I sighed and said nothing.

"I still don't understand why you turned him," Tunde continued. "He's weak. Unworthy of that kind of power."

"He isn't weak," I said quietly. "I saw something in him. Pain. The kind that either destroys you—or makes you strong. He can carry this burden."

"If your father finds out about him," Tunde warned, "you're both as good as dead."

"And that," I said coldly, "is why he will never find out."

I reached forward, turned off the radio, and climbed into the back seat.

"I'm going to sleep," I said. "Don't wake me unless it's necessary."

The road rocked me into darkness.

"Oga, who is that girl sleeping in your car?"

The loud, grating voice snapped me awake.

I opened my eyes. The car had stopped.

"That's my younger sister," I heard Tunde say smoothly. "We're traveling to our hometown."

I sat up slightly and saw road safety officers standing beside the car. The one with the loud voice glanced at me briefly, then focused back on Tunde.

"Where is your hometown?"

"Ibadan."

"Bring your papers."

"Officer," Tunde said calmly, slipping out a folded stack of naira, "just manage this small change."

The officer studied us both suspiciously, then took the money.

"Move!" he ordered.

"Thank you, officer," Tunde replied.

The engine roared back to life, and we drove on—leaving the world none the wiser.

"Where are we now?" I asked, my voice still thick with sleep.

"We crossed into Kogi State a while ago," Tunde replied.

I frowned. "Wow. I've been asleep that long?"

"You do know this is a car, not a coffin, right?"

"Oh, shut up," I muttered, stretching. "We should've flown instead—if someone wasn't scared of heights."

He scoffed. "You should be afraid of airplanes. Very unsafe. One crash and you burn alive."

"You're such a baby."

I leaned back again, though sleep didn't return this time. We stopped briefly at a filling station for fuel, and within seconds we were back on the road. Seconds blurred into minutes, minutes into hours. We were stopped a few times by road safety officers—and soldiers—but money smoothed everything over, as it always did.

Then, suddenly, Ibadan unfolded before us.

I rolled down the window.

The city stretched across rolling hills, layered and alive. Rust-colored rooftops clustered tightly together, rising and falling with the land like waves frozen in motion. Old colonial buildings stood beside modern structures, history pressed tightly against the present. Markets buzzed in the distance, horns echoed faintly, and the warm air carried the scent of dust, food, and life.

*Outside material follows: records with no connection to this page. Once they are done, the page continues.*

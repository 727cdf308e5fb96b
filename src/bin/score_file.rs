//! Scores credit requests stored in a JSON file without starting the server.
//!
//! Usage: `score-file <requests.json> [--explain]`
//!
//! The file holds a single request object or an array of them. One JSON line
//! is printed per request; `--explain` adds the feature vector.

use chrono::Utc;
use credit_risk_api::models::CreditRequest;
use credit_risk_api::service::CreditAssessmentService;
use credit_risk_api::validation::validate_request;
use serde_json::{json, Value};

fn main() -> anyhow::Result<()> {
    // Keep stdout for result lines
    tracing_subscriber::fmt().with_writer(std::io::stderr).init();

    let args: Vec<String> = std::env::args().skip(1).collect();
    let explain = args.iter().any(|a| a == "--explain");
    let path = args
        .iter()
        .find(|a| !a.starts_with("--"))
        .ok_or_else(|| anyhow::anyhow!("usage: score-file <requests.json> [--explain]"))?;

    let raw = std::fs::read_to_string(path)
        .map_err(|e| anyhow::anyhow!("Failed to read {}: {}", path, e))?;
    let requests: Vec<CreditRequest> = match serde_json::from_str::<Value>(&raw)? {
        Value::Array(items) => items
            .into_iter()
            .map(serde_json::from_value)
            .collect::<Result<_, _>>()?,
        single => vec![serde_json::from_value(single)?],
    };

    let service = CreditAssessmentService::default();
    let total = requests.len();
    let mut failed = 0;

    for request in &requests {
        let outcome = validate_request(request)
            .map_err(|e| e.to_string())
            .and_then(|_| {
                service
                    .assess_explained(request, Utc::now())
                    .map_err(|e| e.to_string())
            });

        let line = match outcome {
            Ok((result, features)) => {
                let mut line = json!({ "result": result });
                if explain {
                    line["features"] = json!(features);
                }
                line
            }
            Err(e) => {
                failed += 1;
                json!({ "user_id": request.user_id, "error": e })
            }
        };
        println!("{}", line);
    }

    tracing::info!("Scored {} request(s), {} failed", total, failed);

    if failed > 0 {
        anyhow::bail!("{} of {} request(s) could not be scored", failed, total);
    }
    Ok(())
}
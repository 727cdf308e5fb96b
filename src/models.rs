use chrono::{DateTime, Utc};
use serde::{Deserialize, Serialize};
use std::collections::BTreeMap;
use utoipa::ToSchema;

// ============ Request Models ============

/// A single utility bill (electricity, water, phone, ...) reported by the applicant.
#[derive(Debug, Clone, PartialEq, Serialize, Deserialize, ToSchema)]
pub struct UtilityBill {
    /// Name of the utility provider.
    pub provider: String,
    /// Billed amount.
    pub amount: f64,
    /// Date the bill was due.
    pub due_date: DateTime<Utc>,
    /// Date the bill was paid, if it was paid at all.
    #[serde(default)]
    pub payment_date: Option<DateTime<Utc>>,
    /// Free-form status reported by the provider (e.g. "paid", "overdue").
    pub status: String,
}

impl UtilityBill {
    /// A bill is on time when it was paid at or before its due date.
    pub fn is_on_time(&self) -> bool {
        self.payment_date
            .map(|paid| paid <= self.due_date)
            .unwrap_or(false)
    }
}

/// Direction of a bank ledger entry.
#[derive(Debug, Clone, Copy, PartialEq, Eq, Serialize, Deserialize, ToSchema)]
#[serde(rename_all = "lowercase")]
pub enum TransactionType {
    /// Money coming into the account.
    Credit,
    /// Money leaving the account.
    Debit,
}

/// A bank ledger entry. `amount` is never negative; direction lives in `kind`.
#[derive(Debug, Clone, PartialEq, Serialize, Deserialize, ToSchema)]
pub struct BankTransaction {
    /// Booking date of the transaction.
    pub date: DateTime<Utc>,
    /// Absolute transaction amount.
    pub amount: f64,
    /// Credit or debit.
    #[serde(rename = "type")]
    pub kind: TransactionType,
    /// Merchant or ledger category.
    pub category: String,
    /// Account balance right after this transaction was booked.
    pub balance_after: f64,
}

impl BankTransaction {
    pub fn is_credit(&self) -> bool {
        self.kind == TransactionType::Credit
    }

    pub fn is_debit(&self) -> bool {
        self.kind == TransactionType::Debit
    }
}

/// Everything needed to assess one applicant.
#[derive(Debug, Clone, PartialEq, Serialize, Deserialize, ToSchema)]
pub struct CreditRequest {
    /// Caller-side identifier of the applicant.
    pub user_id: String,
    /// Bureau (CIBIL) score on its raw scale, conventionally 300-900.
    pub cibil_score: f64,
    /// Utility bill history, in any order.
    #[serde(default)]
    pub utility_bills: Vec<UtilityBill>,
    /// Bank ledger entries, in any order.
    #[serde(default)]
    pub bank_transactions: Vec<BankTransaction>,
    /// Declared monthly income.
    pub monthly_income: f64,
    /// Declared monthly rent.
    pub rental_payment: f64,
}

// ============ Feature Models ============

/// Fixed-schema feature vector derived from one `CreditRequest`.
#[derive(Debug, Clone, PartialEq, Serialize, Deserialize, ToSchema)]
pub struct FeatureVector {
    /// Raw bureau score, not rescaled.
    pub cibil_score: f64,
    /// Percentage of bills paid on time, in [0, 100].
    pub utility_score: f64,
    /// Mean of `balance_after` across all transactions.
    pub avg_balance: f64,
    /// Sample standard deviation of credit amounts. `None` with fewer than two credits.
    pub income_stability: Option<f64>,
    /// Debit volume divided by credit volume.
    pub expense_ratio: f64,
    /// Rent divided by monthly income.
    pub income_to_rent_ratio: f64,
}

impl FeatureVector {
    /// Number of features in the schema.
    pub const LEN: usize = 6;

    /// Value substituted for an undefined income stability.
    pub const NEUTRAL_INCOME_STABILITY: f64 = 0.0;

    /// Features in schema order, with undefined values replaced by their neutral default.
    pub fn to_array(&self) -> [f64; Self::LEN] {
        [
            self.cibil_score,
            self.utility_score,
            self.avg_balance,
            self.income_stability.unwrap_or(Self::NEUTRAL_INCOME_STABILITY),
            self.expense_ratio,
            self.income_to_rent_ratio,
        ]
    }

    /// Fraction of features that were actually observed rather than defaulted.
    pub fn completeness(&self) -> f64 {
        let missing = usize::from(self.income_stability.is_none());
        (Self::LEN - missing) as f64 / Self::LEN as f64
    }
}

// ============ Response Models ============

/// Outcome of one credit assessment.
///
/// Higher `risk_score` means LOWER credit risk. The name is kept for
/// compatibility with existing callers.
#[derive(Debug, Clone, PartialEq, Serialize, Deserialize, ToSchema)]
pub struct AssessmentResult {
    pub user_id: String,
    /// Combined score; higher is more creditworthy.
    pub risk_score: f64,
    /// Trust in `risk_score`, in [0, 1].
    pub confidence: f64,
    /// Static factor name -> weight metadata.
    pub factors: BTreeMap<String, f64>,
    /// When the assessment was made.
    pub timestamp: DateTime<Utc>,
}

Ibadan was chaotic—but beautiful in a stubborn, enduring way.

"You still have his address?" I asked quietly.

"It's all in here," Tunde said, tapping his head. "We're close. He lives in Olorunkemi Estate. I don't know the house number, but I know the way."

"Good," I said. "We'll wait until nightfall before we move."

I leaned back again, my chest tightening.

Guilt crept in—slow, heavy, unavoidable.

I was about to kill my brother.

He had done nothing wrong, other than being born into a terrible prophecy. A prophecy said to one day end our vampiric race. For practicing dark magic as a child—magic my friends later pursued on their own, magic that led to their deaths—my father banished me. Only after Tunde, my royal bodyguard and oldest friend, begged on my behalf did my father agree to take me back.

On one condition.

Find his son.

Kill him.

Tunde agreed to help me. For fifty years, we hunted. Fifty years of false leads, dead ends, and silence. And now—finally—Tunde had found him.

After tonight, we could go home.

"We're here," Tunde said, pulling me out of my thoughts.

I sat up and studied the estate. Wide, clean roads. Tall fences. Well-kept lawns. Quiet wealth. I felt an unexpected flicker of pride.

"There," Tunde said, pointing two houses to our left.

The house stood proudly—two stories, cream-colored walls, dark brown roofing, wide windows glowing faintly from within. It looked warm. Lived in. Safe.

Too safe.

"We wait until midnight," I said, my voice cold—but cracked underneath by guilt.

And this time, even immortality felt heavy.